The challenge of treating adolescents with substance use disorders (SUDs) can be significant by itself. Yet when factoring in an illness such as bipolar disorder and other comorbid disorders such as attention-deficit/hyperactivity disorder (ADHD), formulating treatment plans becomes more complicated and requires strict attention to multiple etiologic factors. In recent years a focus on mood disorders in youths with substance abuse or dependence has emerged as a major clinical and public health concern, particularly given what we know about the ability to address SUDs, delinquency and mood symptoms with treatment.1
In discussing these comorbidities, Gabrielle Carlson, MD, Professor of Psychiatry and Pediatrics and Director of Child and Adolescent Psychiatry at the State University of New York at Stony Brook School of Medicine, said in the March 2005 issue of The Brown University Child and Adolescent Psychopharmacology Update (Vol. 7, No. 3), “People with bipolar disorder often abuse substances, especially during manic and depressive episodes. When you have an age of onset that is high during adolescence and young adulthood, which is the highest risk time for onset for substance abuse problems, you can imagine that the risk for bipolar teens would be very high.”
It is imperative for clinicians working with adolescents with bipolar disorder to understand that comorbidity occurs more often than not in pediatric and adolescent bipolar disorder, and the high incidence of comorbidity makes diagnosis of the underlying disorder difficult and also affects treatment.
Evaluation and treatment of comorbid bipolar disorder and SUDs should be part of a plan in which consideration is given to all aspects of the adolescent's life.
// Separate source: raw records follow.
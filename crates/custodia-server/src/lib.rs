//! Custodia HTTP server.
//!
//! Wires together the core library, a storage backend, and the secrets
//! consumer into a running Axum server. Everything under the configured
//! mount point (`/secrets` by default) is routed through one handler that
//! runs the authentication/authorization pipeline and then dispatches into
//! `custodia-core`'s consumer tree.

pub mod config;
pub mod error;
pub mod hardening;
pub mod middleware;
pub mod routes;
pub mod state;
pub mod uds;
Any intervention should follow a careful evaluation of the patient, including a review of psychiatric, addiction, social, cognitive, educational and family dimensions. A thorough history of substance use should be obtained, including past and current use and treatment.
Careful attention should be paid to differential diagnosis, including medical, psychiatric and neurological conditions whose symptoms may overlap with bipolar disorder (schizophrenia, hyperthyroidism) or be a result of SUD (protractive withdrawal, hyperactivity). Current psychosocial factors contributing to the clinical presentation need to be explored thoroughly. No specific guidelines exist for evaluating the patient with bipolar disorder and an active SUD, but at least a few days of abstinence might be useful in the effort to assess for bipolar symptoms.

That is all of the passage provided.